As a little background on my... erm... qualifications on the topic, I have a beautiful 1 year old daughter, Gwen. She's a delight to watch grow (as are all kids, I'm sure), and I am constantly amazed at how many things she's picking up (both literally and figuratively). One of the newest delights is that she is paying attention and actively responding to discussion and commands, which brings up the topic of the day. With the ability to listen, she also is getting the much less desirable ability to actively disobey.
This was further brought to mind by a recent display at church (which I was thankfully able to observe and not participate in): a young family with around a boy around 2 years and a girl about 4 months sat in front of me, and almost immediately, it was apparent the boy called the shots for the family. Now, I don't know the family or the boy, so this isn't an attempt to call out bad parenting, but the scene that followed amazed me. At one point, the boy decided the parents should kneel while the congregation was standing, and after a minute of resisting, both parents knelt. Later, he decided they shouldn't kneel during the consecration, and they both sat down so he could put up the kneeler. At various times, he demanded to color, eat, stand on the pews, and so forth. I understand the desire to give concessions to a rowdy kid so that he will be quiet, but I immediately put on my daddy hat and thought, "what would I do in this situation and how can I prevent this from being me in a year" (the misbehaving boy, not the second kid. I know how to prevent that, not that I want to...).

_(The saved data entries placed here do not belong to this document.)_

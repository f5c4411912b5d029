//! Command-line commands and their execution against a `StatefulClient`

use anyhow::{Context, Result, anyhow, bail};
use api_client::{LoginArgs, StatefulClient, find_operation};
use common::Secret;
use md5::{Digest, Md5};
use serde_json::{Value, json};

pub const USAGE: &str = "usage: api-cli [--config PATH] <command>

commands:
  login <username-or-email> <password>
  logout
  whoami
  health
  query <operation> <selection> [json-variables]";

/// Fields shown by `whoami`.
const WHOAMI_SELECTION: &str = "{ id username email role emailVerified }";

#[derive(Debug)]
pub enum Command {
    Login {
        username_email: String,
        password: Secret<String>,
    },
    Logout,
    Whoami,
    Health,
    Query {
        operation: String,
        selection: String,
        variables: Option<Value>,
    },
}

impl Command {
    /// Parse positional arguments (program name and `--config` already removed).
    pub fn parse(args: &[String]) -> Result<Self> {
        let (name, rest) = args.split_first().ok_or_else(|| anyhow!("missing command"))?;
        match (name.as_str(), rest) {
            ("login", [username_email, password]) => Ok(Command::Login {
                username_email: username_email.clone(),
                password: Secret::new(password.clone()),
            }),
            ("logout", []) => Ok(Command::Logout),
            ("whoami", []) => Ok(Command::Whoami),
            ("health", []) => Ok(Command::Health),
            ("query", [operation, selection, variables @ ..]) if variables.len() <= 1 => {
                let variables = variables
                    .first()
                    .map(|raw| serde_json::from_str(raw).context("variables must be valid JSON"))
                    .transpose()?;
                Ok(Command::Query {
                    operation: operation.clone(),
                    selection: selection.clone(),
                    variables,
                })
            }
            (other, _) => bail!("unrecognized command or arguments: {other}"),
        }
    }
}

/// The API expects the md5 hex digest of the password, never the password.
pub fn password_hash(password: &str) -> String {
    hex::encode(Md5::digest(password.as_bytes()))
}

/// Run `command`, returning the JSON document to print.
pub async fn run(client: &StatefulClient, command: Command) -> Result<Value> {
    match command {
        Command::Login {
            username_email,
            password,
        } => {
            let args = LoginArgs {
                username_email,
                password_hash: password_hash(password.expose()),
            };
            let data = client.login(&args).await.context("login failed")?;
            Ok(json!({ "loggedIn": true, "account": data.account }))
        }
        Command::Logout => {
            client.logout().await.context("failed to clear credentials")?;
            Ok(json!({ "loggedIn": false }))
        }
        Command::Whoami => {
            if !client.is_logged_in().await? {
                return Ok(json!({ "loggedIn": false }));
            }
            let stored = client.stored_account().await?;
            let current: Value = client
                .account(WHOAMI_SELECTION)
                .await
                .context("account query failed")?;
            Ok(json!({ "loggedIn": true, "stored": stored, "account": current }))
        }
        Command::Health => {
            let health = client.health_check().await.context("health check failed")?;
            Ok(serde_json::to_value(health)?)
        }
        Command::Query {
            operation,
            selection,
            variables,
        } => {
            let op = find_operation(&operation)
                .ok_or_else(|| anyhow!("unknown operation: {operation}"))?;
            let result: Value = client
                .execute(op, &selection, variables)
                .await
                .with_context(|| format!("{operation} failed"))?;
            Ok(result)
        }
    }
}

#[cfg(test)]
mod tests {
    use super::*;
    use api_client::ClientConfig;
    use credentials::FileStore;
    use session::SessionConfig;
    use std::sync::Arc;
    use std::time::Duration;
    use transport::ReqwestTransport;
    use wiremock::matchers::{body_partial_json, header, method, path};
    use wiremock::{Mock, MockServer, ResponseTemplate};

    fn args(list: &[&str]) -> Vec<String> {
        list.iter().map(|s| s.to_string()).collect()
    }

    #[test]
    fn md5_hex_digest() {
        assert_eq!(password_hash("password"), "5f4dcc3b5aa765d61d8327deb882cf99");
    }

    #[test]
    fn parse_login() {
        let command = Command::parse(&args(&["login", "skipper", "hunter2"])).unwrap();
        match command {
            Command::Login {
                username_email,
                password,
            } => {
                assert_eq!(username_email, "skipper");
                assert_eq!(password.expose(), "hunter2");
            }
            other => panic!("unexpected {other:?}"),
        }
    }

    #[test]
    fn password_not_in_debug_output() {
        let command = Command::parse(&args(&["login", "skipper", "hunter2"])).unwrap();
        assert!(!format!("{command:?}").contains("hunter2"));
    }

    #[test]
    fn parse_query_with_variables() {
        let command = Command::parse(&args(&[
            "query",
            "findShow",
            "{ id name }",
            r#"{"showId":"7"}"#,
        ]))
        .unwrap();
        match command {
            Command::Query {
                operation,
                variables,
                ..
            } => {
                assert_eq!(operation, "findShow");
                assert_eq!(variables.unwrap()["showId"], "7");
            }
            other => panic!("unexpected {other:?}"),
        }
    }

    #[test]
    fn parse_rejects_bad_input() {
        assert!(Command::parse(&[]).is_err());
        assert!(Command::parse(&args(&["login", "only-user"])).is_err());
        assert!(Command::parse(&args(&["query", "account", "{ id }", "not json"])).is_err());
        assert!(Command::parse(&args(&["dance"])).is_err());
    }

    #[tokio::test]
    async fn login_then_whoami_survives_restart() {
        let server = MockServer::start().await;
        let account = json!({
            "id": "42",
            "username": "skipper",
            "email": "skipper@example.com",
            "createdAt": "2024-01-01T00:00:00Z",
            "deletedAt": null,
            "emailVerified": true,
            "profileUrl": "https://example.com/skipper.png",
            "role": "USER"
        });
        Mock::given(method("POST"))
            .and(path("/graphql"))
            .and(body_partial_json(json!({
                "operationName": "Login",
                "variables": { "passwordHash": "5f4dcc3b5aa765d61d8327deb882cf99" }
            })))
            .respond_with(ResponseTemplate::new(200).set_body_json(json!({
                "data": { "login": {
                    "authToken": "A1", "refreshToken": "R1", "account": account.clone()
                } }
            })))
            .expect(1)
            .mount(&server)
            .await;
        Mock::given(method("POST"))
            .and(body_partial_json(json!({ "operationName": "Account" })))
            .and(header("authorization", "Bearer A1"))
            .respond_with(ResponseTemplate::new(200).set_body_json(json!({
                "data": { "account": account }
            })))
            .expect(1)
            .mount(&server)
            .await;

        let dir = tempfile::tempdir().unwrap();
        let creds = dir.path().join("creds.json");
        let build = |store: FileStore| {
            StatefulClient::new(
                ClientConfig::new(server.uri(), "cli-test"),
                Arc::new(ReqwestTransport::new(Duration::from_secs(5)).unwrap()),
                Arc::new(store),
                SessionConfig::default(),
            )
            .unwrap()
        };

        let client = build(FileStore::load(creds.clone()).await.unwrap());
        let login = Command::parse(&args(&["login", "skipper", "password"])).unwrap();
        let out = run(&client, login).await.unwrap();
        assert_eq!(out["loggedIn"], true);
        drop(client);

        // A new process reads the same file
        let client = build(FileStore::load(creds).await.unwrap());
        let out = run(&client, Command::Whoami).await.unwrap();
        assert_eq!(out["loggedIn"], true);
        assert_eq!(out["stored"]["username"], "skipper");
        assert_eq!(out["account"]["id"], "42");
    }

    #[tokio::test]
    async fn unknown_operation_is_rejected_before_sending() {
        let server = MockServer::start().await;
        let client = StatefulClient::new(
            ClientConfig::new(server.uri(), "cli-test"),
            Arc::new(ReqwestTransport::new(Duration::from_secs(5)).unwrap()),
            Arc::new(credentials::MemoryStore::new()),
            SessionConfig::default(),
        )
        .unwrap();

        let command = Command::Query {
            operation: "dropTables".into(),
            selection: "{ id }".into(),
            variables: None,
        };
        let err = run(&client, command).await.unwrap_err();
        assert!(err.to_string().contains("unknown operation"));
        assert!(server.received_requests().await.unwrap().is_empty());
    }
}
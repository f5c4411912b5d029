//! Configuration types and loading
//!
//! Precedence: env vars > config file > defaults. The config file itself is
//! located via `--config`, then `CONFIG_PATH`, then `api-cli.toml`.

use std::path::{Path, PathBuf};
use std::time::Duration;

use api_client::ClientConfig;
use serde::Deserialize;
use session::{RefreshFailurePolicy, SessionConfig};

/// Root configuration
#[derive(Debug, Deserialize)]
pub struct Config {
    pub api: ApiConfig,
    #[serde(default)]
    pub storage: StorageConfig,
    #[serde(default)]
    pub session: SessionSection,
    #[serde(default)]
    pub logging: LoggingConfig,
}

/// API endpoint settings
#[derive(Debug, Deserialize)]
pub struct ApiConfig {
    pub base_url: String,
    pub client_id: String,
    #[serde(default = "default_timeout")]
    pub timeout_secs: u64,
}

#[derive(Debug, Deserialize)]
pub struct StorageConfig {
    /// JSON file holding the persisted session
    #[serde(default = "default_credentials_path")]
    pub credentials_path: PathBuf,
}

impl Default for StorageConfig {
    fn default() -> Self {
        Self {
            credentials_path: default_credentials_path(),
        }
    }
}

#[derive(Debug, Default, Deserialize)]
pub struct SessionSection {
    /// Clear stored credentials when a token refresh fails
    #[serde(default)]
    pub logout_on_refresh_failure: bool,
}

#[derive(Debug, Default, Deserialize)]
pub struct LoggingConfig {
    #[serde(default)]
    pub json: bool,
}

fn default_timeout() -> u64 {
    30
}

fn default_credentials_path() -> PathBuf {
    PathBuf::from("api-cli-credentials.json")
}

impl Config {
    /// Load configuration from a TOML file, then overlay environment variables.
    pub fn load(path: &Path) -> common::Result<Self> {
        let mut config: Config = common::load_toml(path)?;

        if let Ok(url) = std::env::var("API_BASE_URL") {
            config.api.base_url = url;
        }
        if let Ok(client_id) = std::env::var("API_CLIENT_ID") {
            config.api.client_id = client_id;
        }

        if !config.api.base_url.starts_with("http://")
            && !config.api.base_url.starts_with("https://")
        {
            return Err(common::Error::Config(format!(
                "base_url must start with http:// or https://, got: {}",
                config.api.base_url
            )));
        }

        if config.api.client_id.trim().is_empty() {
            return Err(common::Error::Config("client_id must not be empty".into()));
        }

        if config.api.timeout_secs == 0 {
            return Err(common::Error::Config(
                "timeout_secs must be greater than 0".into(),
            ));
        }

        Ok(config)
    }

    pub fn resolve_path(cli_path: Option<&str>) -> PathBuf {
        common::resolve_path(cli_path, "CONFIG_PATH", "api-cli.toml")
    }

    pub fn client_config(&self) -> ClientConfig {
        ClientConfig::new(&self.api.base_url, &self.api.client_id)
            .with_timeout(Duration::from_secs(self.api.timeout_secs))
    }

    pub fn session_config(&self) -> SessionConfig {
        let refresh_failure = if self.session.logout_on_refresh_failure {
            RefreshFailurePolicy::Logout
        } else {
            RefreshFailurePolicy::KeepCredentials
        };
        SessionConfig { refresh_failure }
    }
}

Up to this point, discipline for Gwen has been mostly the "no, no" type of light admonishment but her increased awareness along with a display of how kids can be if left unchecked has started a trend of more severe punishments, but that brings up the next question - what's are the best ways to encourage the good behavior and discourage the bad?
We're achieving mixed results with escalating (but consistent) consequences. The first offense gets a stern talking to with enforced eye contact while we explain what she did that brought this on, why it's a problem, and what she could have done that would have been acceptable. The second gets a timeout, again after giving her a "here's why you're here" speech. The third usually results the loss of some privilege (food is taken away is she's spitting it out or we go inside if she is persistent in trampling the garden). On the other side of things, we make a conscious effort to praise her when she listens to what we tell her or does what we say she should do. We are also making an effort to avoid making one parent the bad guy (I always heard "just wait until I tell your father what you did" growing up).
I don't think there's anything particularly revolutionary in what we do, but this was an aspect of parenting that I hadn't put as much thought into previously and seems like it can play a huge impact on both the child's development and the relationship between the parents and the kiddo. As such, it seemed like a good inaugural topic. Fathers of the elder set, enlighten us young-uns!